Zoo elephant is being ‘unlawfully imprisoned,’ group says
NEW YORK (AP) — An elephant named Happy who has lived mostly alone since her mate was fatally injured is being “unlawfully imprisoned” by a New York City zoo, according to a legal petition filed Tuesday by an activist group.
The Nonhuman Rights Project argued that Happy, who has lived at the Bronx Zoo since 1977, has rights like any human and should be relocated to a large sanctuary where she can socialize with other elephants and roam more freely.
“Our world-class experts say that, like all elephants, Happy is an autonomous being who evolved to walk 20 or more miles a day as a member of a multi-generational large social group,” said Nonhuman Rights Project founder Steven Wise. “The entirety of the zoo’s elephant exhibit provides far less than even 1 percent of the space she would roam in a single day in the wild.”

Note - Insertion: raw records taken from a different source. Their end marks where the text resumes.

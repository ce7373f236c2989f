//! Conversation compaction
//!
//! When the history sent to the model grows past a token threshold, older
//! messages are condensed into a single summary message that is persisted in
//! the conversation. Later turns start from the latest summary and only
//! replay the messages stored after it.

use tracing::info;

use crate::llm::{LlmClient, LlmRequest, ProviderError};
use crate::models::Message;

/// Content prefix that marks a persisted summary message
pub const SUMMARY_PREFIX: &str = "[CONVERSATION SUMMARY";

pub const SUMMARY_SYSTEM_PROMPT: &str =
    "You are a helpful assistant that summarizes technical conversations concisely.";

pub const SUMMARY_INSTRUCTION: &str = "Summarize the following conversation concisely. \
Focus on key decisions, findings, and context that would be important for continuing the conversation. \
Use bullet points. Keep it under 500 words.";

const SUMMARY_MAX_TOKENS: u32 = 2000;

/// Rough characters-per-token ratio for messages without provider counts
const CHARS_PER_TOKEN: f64 = 3.5;

pub fn estimate_tokens(text: &str) -> i64 {
    (text.chars().count() as f64 / CHARS_PER_TOKEN).ceil() as i64
}

pub fn is_summary(message: &Message) -> bool {
    message.text().starts_with(SUMMARY_PREFIX)
}

/// Keep the latest summary and whatever was stored after it.
/// Histories without a summary are returned unchanged.
pub fn reuse_latest_summary(history: Vec<Message>) -> Vec<Message> {
    let Some(pos) = history.iter().rposition(is_summary) else {
        return history;
    };

    let cutoff = history[pos].timestamp;
    let mut kept = Vec::with_capacity(history.len() - pos);
    let mut rest = history.into_iter();
    if let Some(summary) = rest.nth(pos) {
        kept.push(summary);
    }
    kept.extend(rest.filter(|m| m.timestamp > cutoff));
    kept
}

/// Approximate size of a request: provider-reported counts where stored,
/// otherwise a character estimate
pub fn history_tokens(system: &str, messages: &[Message]) -> i64 {
    let stored: i64 = messages
        .iter()
        .map(|m| match (m.input_tokens, m.output_tokens) {
            (None, None) => estimate_tokens(m.text()),
            (input, output) => i64::from(input.unwrap_or(0)) + i64::from(output.unwrap_or(0)),
        })
        .sum();
    estimate_tokens(system) + stored
}

pub fn summary_content(summarized: usize, summary: &str) -> String {
    format!(
        "{} - Previous {} messages condensed]\n\n{}",
        SUMMARY_PREFIX, summarized, summary
    )
}

/// Timestamp for a summary of `old`, placing it just before the first kept message
pub fn summary_timestamp(old: &[Message], recent: &[Message]) -> i64 {
    match (recent.first(), old.last()) {
        (Some(first), _) => first.timestamp - 1,
        (None, Some(last)) => last.timestamp + 1,
        (None, None) => 0,
    }
}

/// Ask the model, without tools, for a summary of `messages`
pub async fn summarize(
    llm: &dyn LlmClient,
    model: &str,
    messages: &[Message],
) -> Result<String, ProviderError> {
    let transcript: String = messages
        .iter()
        .map(|m| format!("{}: {}\n\n", m.role.as_str().to_uppercase(), m.text()))
        .collect();

    let request = LlmRequest {
        model: model.to_string(),
        max_tokens: SUMMARY_MAX_TOKENS,
        system: Some(SUMMARY_SYSTEM_PROMPT.to_string()),
        messages: vec![Message::user(
            "",
            format!("{}\n\n{}", SUMMARY_INSTRUCTION, transcript),
            0,
        )],
        tools: Vec::new(),
    };

    let response = llm.send(request).await?;
    if response.content.trim().is_empty() {
        return Err(ProviderError::Malformed {
            reason: "empty summary".to_string(),
            body: String::new(),
        });
    }

    info!(
        "Summarized {} messages ({} output tokens)",
        messages.len(),
        response.output_tokens
    );
    Ok(response.content)
}

#[cfg(test)]
mod tests {
    use super::*;

    fn with_tokens(mut message: Message, input: i32, output: i32) -> Message {
        message.input_tokens = Some(input);
        message.output_tokens = Some(output);
        message
    }

    #[test]
    fn test_estimate_tokens() {
        assert_eq!(estimate_tokens(""), 0);
        assert_eq!(estimate_tokens("abc"), 1);
        assert_eq!(estimate_tokens("abcdefgh"), 3);
    }

    #[test]
    fn test_reuse_latest_summary() {
        let history = vec![
            Message::user("c", "old question", 10),
            Message::user("c", summary_content(3, "first"), 15),
            Message::assistant("c", "old answer", 20),
            Message::user("c", summary_content(5, "second"), 29),
            Message::assistant("c", "recent answer", 30),
            Message::user("c", "latest", 40),
        ];

        let kept = reuse_latest_summary(history);
        let texts: Vec<&str> = kept.iter().map(|m| m.text()).collect();
        assert!(texts[0].contains("second"));
        assert_eq!(&texts[1..], &["recent answer", "latest"]);
    }

    #[test]
    fn test_reuse_without_summary_is_identity() {
        let history = vec![Message::user("c", "hi", 1), Message::assistant("c", "hello", 2)];
        assert_eq!(reuse_latest_summary(history.clone()), history);
    }

    #[test]
    fn test_history_tokens_prefers_stored_counts() {
        let messages = vec![
            Message::user("c", "abcdefg", 1),
            with_tokens(Message::assistant("c", "ignored text", 2), 100, 20),
        ];
        assert_eq!(history_tokens("abc", &messages), 1 + 2 + 120);
    }

    #[test]
    fn test_summary_content_and_timestamp() {
        let content = summary_content(4, "- pump replaced");
        assert!(content.starts_with("[CONVERSATION SUMMARY - Previous 4 messages condensed]"));
        assert!(is_summary(&Message::user("c", content, 1)));

        let old = vec![Message::user("c", "a", 10)];
        let recent = vec![Message::user("c", "b", 20)];
        assert_eq!(summary_timestamp(&old, &recent), 19);
        assert_eq!(summary_timestamp(&old, &[]), 11);
    }
}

The group filed its court petition in Orleans County, 280 miles (450 kilometers) away from the zoo in western New York, because judges elsewhere in the state have taken a dim view in past legal proceedings of the idea that animals have legal rights like people.
Zoo officials say Happy appears to be content, is cared for by loving handlers and might suffer from a transfer to an unfamiliar facility.
“The Nonhuman Rights Project is exploiting the Bronx Zoo elephants to advance their own failing cause in the courts as they put forth ludicrous legal arguments and lies about our elephants, facilities and staff,” said Bronx Zoo Director Jim Breheny.
For 25 years, Happy was paired with another elephant named Grumpy. But in 2002, Grumpy was fatally injured in a confrontation with two other Bronx zoo elephants, Maxine and Patty. Happy was then paired with a new friend, Sammy, who died in 2006. After that, the Wildlife Conservation Society said it would no longer acquire new elephants.
Since then, Happy has been without a partner and kept apart from Maxine and Patty due to concerns they won’t get along.
Breheny said Happy doesn’t share the same holding pens as the other elephants but is in “tactile and auditory contact with them” and spends several hours a day interacting with keepers, according to a statement posted on the zoo’s website in 2016.
“Happy is healthy and comfortable in the home she has known for nearly four decades. Our animal care professionals say she exhibits no signs of physiological or psychological stress with virtually no stereotypical behavior. We don’t think moving Happy from familiar surroundings and the people to whom she is bonded is in her best interest,” he wrote.
If Happy left the Bronx Zoo, there are several sanctuaries in the United States that accept elephants, including ones in Tennessee, Georgia and California.